Cuando se viaja sin mapas a menudo acontece que el viajero se pierde. El sendero se desdibuja (si es que alguna vez llegó a estar definido) y el caminante queda al arbitrio de la suerte. Del azar. La primera sensación puede ser de desconcierto, de incertidumbre creciente. Incluso de temor. Pero a medida que pase el tiempo, si la realidad es propicia (con frecuencia, además, suele serlo), este sentimiento de inseguridad cósmica se convertirá en un placer extraño, similar al del dolor sublimado. O al del llanto depurador del alma.
Igual que algunos encuentran, sin siquiera esperarlo, divertimento en el fondo de la tristeza más azul, los viajeros sin mapas gustan de intentar mantener el equilibrio en el filo de la navaja. Como en el circo. A fin de cuentas, un verdadero viaje no es tal si desde el origen aspira a convertirse en una ceremonia cerrada, aburrida, previsible.
La libertad de viajar sin mapas, junto al placer que favorece la incertidumbre, requiere que el viajero, el protagonista de la navegación, padezca esa pandemia de determinadas minorías que consiste en sentirse extraño en todos lados. Incluso en la propia patria. Sobre todo, en la patria. Una noción de extranjería que suele ir asociada a cierto tipo de soledad (a veces gozosa; en otras ocasiones cruel) y que es inherente a cualquier tipo de trayecto sin rumbo fijo.
El viajero sin mapas se siente extranjero en todas partes, incluso en su propia casa.

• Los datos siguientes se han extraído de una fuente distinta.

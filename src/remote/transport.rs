//! Network seam for the configuration handshake.
//!
//! Both requests the resolver ever makes (the configuration GET and the
//! destination HEAD) go through the `Transport` trait, so components are
//! built against an injected transport instead of a shared global client
//! and tests can swap in an in-memory implementation.

use std::time::Duration;

use async_trait::async_trait;
use reqwest::header::{HeaderMap, HeaderValue, ACCEPT, USER_AGENT};
use thiserror::Error;
use tracing::debug;
use url::Url;
use uuid::Uuid;

/// Fixed timeout for both the configuration GET and the destination HEAD
pub const REQUEST_TIMEOUT_SECS: u64 = 10;

/// Default user agent string
const DEFAULT_USER_AGENT: &str = concat!("launchgate/", env!("CARGO_PKG_VERSION"));

/// Transport operation result type
pub type TransportResult<T> = Result<T, TransportError>;

/// Transport-level failures, i.e. anything that prevented an HTTP status
/// from coming back. A timeout is not distinguished from other failures
/// anywhere downstream; the variants exist for log readability.
#[derive(Debug, Error)]
pub enum TransportError {
    #[error("request timed out")]
    Timeout,

    #[error("connection failed: {0}")]
    Connect(String),

    #[error("request failed: {0}")]
    Request(String),
}

impl From<reqwest::Error> for TransportError {
    fn from(err: reqwest::Error) -> Self {
        if err.is_timeout() {
            TransportError::Timeout
        } else if err.is_connect() {
            TransportError::Connect(err.to_string())
        } else {
            TransportError::Request(err.to_string())
        }
    }
}

/// Minimal view of an HTTP response: the status plus the body text.
#[derive(Debug, Clone)]
pub struct WireResponse {
    pub status: u16,
    pub body: String,
}

impl WireResponse {
    pub fn is_success(&self) -> bool {
        (200..=299).contains(&self.status)
    }
}

/// The two requests the navigation flow is allowed to make.
#[async_trait]
pub trait Transport: Send + Sync {
    /// GET a JSON resource, returning the status and body text
    async fn get_json(&self, url: &Url) -> TransportResult<WireResponse>;

    /// HEAD a resource, returning only the status
    async fn head(&self, url: &Url) -> TransportResult<u16>;
}

/// Production transport backed by a shared reqwest client.
pub struct HttpTransport {
    client: reqwest::Client,
}

impl HttpTransport {
    /// Create a transport with the fixed 10-second timeout
    pub fn new() -> TransportResult<Self> {
        let mut headers = HeaderMap::new();
        headers.insert(USER_AGENT, HeaderValue::from_static(DEFAULT_USER_AGENT));

        let client = reqwest::Client::builder()
            .default_headers(headers)
            .timeout(Duration::from_secs(REQUEST_TIMEOUT_SECS))
            .build()
            .map_err(|e| TransportError::Request(e.to_string()))?;

        Ok(Self { client })
    }
}

#[async_trait]
impl Transport for HttpTransport {
    async fn get_json(&self, url: &Url) -> TransportResult<WireResponse> {
        let request_id = Uuid::new_v4().to_string();
        debug!("GET {} (x-request-id: {})", url, request_id);

        let response = self
            .client
            .get(url.clone())
            .header(ACCEPT, "application/json")
            .header("x-request-id", &request_id)
            .send()
            .await?;

        let status = response.status().as_u16();
        let body = response.text().await?;
        debug!("GET {} -> {} ({} bytes)", url, status, body.len());

        Ok(WireResponse { status, body })
    }

    async fn head(&self, url: &Url) -> TransportResult<u16> {
        debug!("HEAD {}", url);

        let response = self.client.head(url.clone()).send().await?;
        let status = response.status().as_u16();
        debug!("HEAD {} -> {}", url, status);

        Ok(status)
    }
}

#[cfg(test)]
mod tests {
    use super::*;

    #[test]
    fn test_wire_response_success_range() {
        assert!(WireResponse { status: 200, body: String::new() }.is_success());
        assert!(WireResponse { status: 204, body: String::new() }.is_success());
        assert!(WireResponse { status: 299, body: String::new() }.is_success());
        assert!(!WireResponse { status: 199, body: String::new() }.is_success());
        assert!(!WireResponse { status: 301, body: String::new() }.is_success());
        assert!(!WireResponse { status: 429, body: String::new() }.is_success());
    }

    #[test]
    fn test_transport_error_display() {
        assert_eq!(TransportError::Timeout.to_string(), "request timed out");
        assert_eq!(
            TransportError::Connect("refused".to_string()).to_string(),
            "connection failed: refused"
        );
    }
}
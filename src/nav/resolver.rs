//! Navigation state machine with stale-cycle protection.

use std::sync::atomic::{AtomicU64, Ordering};
use std::sync::Arc;

use tokio::sync::watch;
use tracing::{debug, info, warn};
use url::Url;

use super::state::NavigationState;
use crate::remote::{ConfigFetcher, FetchOutcome, Transport};

/// Message shown when the configuration service answers 429
const RATE_LIMITED_MESSAGE: &str =
    "The service is temporarily unavailable. Please try again shortly.";

/// Drives `NavigationState` through one load cycle at a time.
///
/// The current state is published through a watch channel; consumers take
/// a snapshot with `state()` or follow transitions with `subscribe()`.
/// All mutation goes through `begin_load`/`retry`. Cycles are numbered,
/// and a cycle only gets to publish while it is still the newest one, so
/// a slow response can never overwrite the result of a later retry.
pub struct NavigationResolver {
    fetcher: ConfigFetcher,
    transport: Arc<dyn Transport>,
    state: watch::Sender<NavigationState>,
    cycle: AtomicU64,
}

impl NavigationResolver {
    /// Create a resolver against the built-in configuration endpoint
    pub fn new(transport: Arc<dyn Transport>) -> Self {
        let fetcher = ConfigFetcher::new(transport.clone());
        Self::with_fetcher(fetcher, transport)
    }

    /// Create a resolver with a custom-built fetcher
    pub fn with_fetcher(fetcher: ConfigFetcher, transport: Arc<dyn Transport>) -> Self {
        let (state, _) = watch::channel(NavigationState::Splash);
        Self {
            fetcher,
            transport,
            state,
            cycle: AtomicU64::new(0),
        }
    }

    /// Snapshot of the current state
    pub fn state(&self) -> NavigationState {
        self.state.borrow().clone()
    }

    /// Follow state transitions as they are published
    pub fn subscribe(&self) -> watch::Receiver<NavigationState> {
        self.state.subscribe()
    }

    /// Run one load cycle: show the splash, fetch the configuration, and
    /// settle on a terminal state. Starting a newer cycle supersedes this
    /// one; a superseded cycle still runs its requests but publishes
    /// nothing.
    pub async fn begin_load(&self) {
        let cycle = self.cycle.fetch_add(1, Ordering::SeqCst) + 1;
        debug!("cycle {}: load started", cycle);
        self.publish(cycle, NavigationState::Splash);

        let outcome = self.fetcher.fetch().await;
        let next = self.apply_outcome(outcome).await;
        debug!("cycle {}: settled on {}", cycle, next);
        self.publish(cycle, next);
    }

    /// User-initiated retry; identical to a fresh load
    pub async fn retry(&self) {
        self.begin_load().await;
    }

    async fn apply_outcome(&self, outcome: FetchOutcome) -> NavigationState {
        match outcome {
            FetchOutcome::Completed {
                destination: Some(destination),
            } => self.validate_destination(destination).await,
            FetchOutcome::Completed { destination: None } => {
                info!("no redirect requested, showing the primary interface");
                NavigationState::Primary
            }
            FetchOutcome::RateLimited => NavigationState::Failure {
                message: RATE_LIMITED_MESSAGE.to_string(),
            },
            FetchOutcome::Failed(cause) => {
                debug!("configuration fetch failed: {}", cause);
                NavigationState::Failure {
                    message: cause.message,
                }
            }
            // fetch() never produces Pending; hold the splash if it shows up
            FetchOutcome::Pending => NavigationState::Splash,
        }
    }

    /// The advertised destination is best-effort content: anything short
    /// of a parseable URL answering 2xx falls back to the primary
    /// interface instead of surfacing an error.
    async fn validate_destination(&self, destination: String) -> NavigationState {
        let url = match Url::parse(&destination) {
            Ok(url) => url,
            Err(e) => {
                warn!("destination {:?} does not parse, falling back: {}", destination, e);
                return NavigationState::Primary;
            }
        };

        match self.transport.head(&url).await {
            Ok(status) if (200..=299).contains(&status) => {
                info!("destination reachable, handing off to the browser view");
                NavigationState::Browser { destination }
            }
            Ok(status) => {
                warn!("destination answered {}, falling back", status);
                NavigationState::Primary
            }
            Err(e) => {
                warn!("destination unreachable, falling back: {}", e);
                NavigationState::Primary
            }
        }
    }

    /// Publish a transition unless a newer cycle has started since
    fn publish(&self, cycle: u64, next: NavigationState) {
        if self.cycle.load(Ordering::SeqCst) != cycle {
            debug!("cycle {}: superseded, dropping {}", cycle, next);
            return;
        }
        self.state.send_replace(next);
    }
}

El retorno al hogar, cuando es voluntario (regresar es un también un viaje, sólo que inverso al de ida), puede ser tan exótico como la huida previa, ese soltar todo y largarse que conserva el perfume de la acracia juvenil que casi todos respiramos en algún momento de nuestra existencia y que perdimos con el paso de los días, el correr de los años y la caída del cabello.
Viajar sin mapas es por eso una suerte de retorno a la infancia. A ese territorio donde uno se sentía extraño frente a todos y todo, en mitad del diablo mundo. La paradoja es que para el viajero sin rumbo sentirse extraño es más o menos parecido a sentirse uno mismo. Igual que en la canción de Dylan: sin hogar, sin dirección. Probablemente libre. Y mucho más sabio.